What the task asks:
When a line of the records contains "usize", copy it.

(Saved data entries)
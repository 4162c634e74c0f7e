use crate::{db::MAX_REVIEWS, errors::AppError};

#[derive(Debug, Clone)]
pub struct Config {
    pub supabase_url: String,
    pub supabase_anon_key: String,
    pub port: u16,
    pub allowed_origins: Vec<String>,
    pub reviews_limit: usize,
    pub rate_limit_per_minute: u32,
}

impl Config {
    /// Reads `.env` (if present) and then the process environment.
    pub fn from_env() -> Result<Self, AppError> {
        dotenvy::dotenv().ok();
        Self::from_lookup(|key| std::env::var(key).ok())
    }

    pub fn from_lookup<F>(lookup: F) -> Result<Self, AppError>
    where
        F: Fn(&str) -> Option<String>,
    {
        let require = |key: &str| {
            lookup(key)
                .filter(|v| !v.trim().is_empty())
                .ok_or_else(|| AppError::EnvError(format!("{key} must be set")))
        };

        let supabase_url = require("SUPABASE_URL")?;
        let supabase_anon_key = require("SUPABASE_ANON_KEY")?;

        let port = lookup("PORT")
            .and_then(|s| s.parse::<u16>().ok())
            .unwrap_or(3000);

        let allowed_origins = lookup("ALLOWED_ORIGINS")
            .unwrap_or_else(|| "http://localhost:3000".to_string())
            .split(',')
            .map(|s| s.trim().to_string())
            .filter(|s| !s.is_empty())
            .collect();

        let reviews_limit = lookup("REVIEWS_LIMIT")
            .and_then(|s| s.parse::<usize>().ok())
            .unwrap_or(MAX_REVIEWS)
            .clamp(1, MAX_REVIEWS);

        let rate_limit_per_minute = lookup("RATE_LIMIT_PER_MINUTE")
            .and_then(|s| s.parse::<u32>().ok())
            .filter(|n| *n > 0)
            .unwrap_or(300);

        Ok(Self {
            supabase_url,
            supabase_anon_key,
            port,
            allowed_origins,
            reviews_limit,
            rate_limit_per_minute,
        })
    }
}

#[cfg(test)]
mod tests {
    use super::*;
    use std::collections::HashMap;

    fn lookup(pairs: &[(&str, &str)]) -> impl Fn(&str) -> Option<String> {
        let map: HashMap<String, String> = pairs
            .iter()
            .map(|(k, v)| (k.to_string(), v.to_string()))
            .collect();
        move |key| map.get(key).cloned()
    }

    #[test]
    fn defaults_apply() {
        let config = Config::from_lookup(lookup(&[
            ("SUPABASE_URL", "https://x.supabase.co"),
            ("SUPABASE_ANON_KEY", "anon"),
        ]))
        .unwrap();

        assert_eq!(config.port, 3000);
        assert_eq!(config.allowed_origins, vec!["http://localhost:3000"]);
        assert_eq!(config.reviews_limit, 500);
        assert_eq!(config.rate_limit_per_minute, 300);
    }

    #[test]
    fn reviews_limit_is_capped() {
        let config = Config::from_lookup(lookup(&[
            ("SUPABASE_URL", "https://x.supabase.co"),
            ("SUPABASE_ANON_KEY", "anon"),
            ("REVIEWS_LIMIT", "5000"),
            ("ALLOWED_ORIGINS", "https://a.com, https://b.com,"),
        ]))
        .unwrap();

        assert_eq!(config.reviews_limit, 500);
        assert_eq!(config.allowed_origins, vec!["https://a.com", "https://b.com"]);
    }

    #[test]
    fn missing_key_is_an_env_error() {
        let err = Config::from_lookup(lookup(&[("SUPABASE_URL", "https://x.supabase.co")]))
            .unwrap_err();
        assert!(matches!(err, AppError::EnvError(msg) if msg.contains("SUPABASE_ANON_KEY")));
    }
}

Result:
    pub reviews_limit: usize,
            .and_then(|s| s.parse::<usize>().ok())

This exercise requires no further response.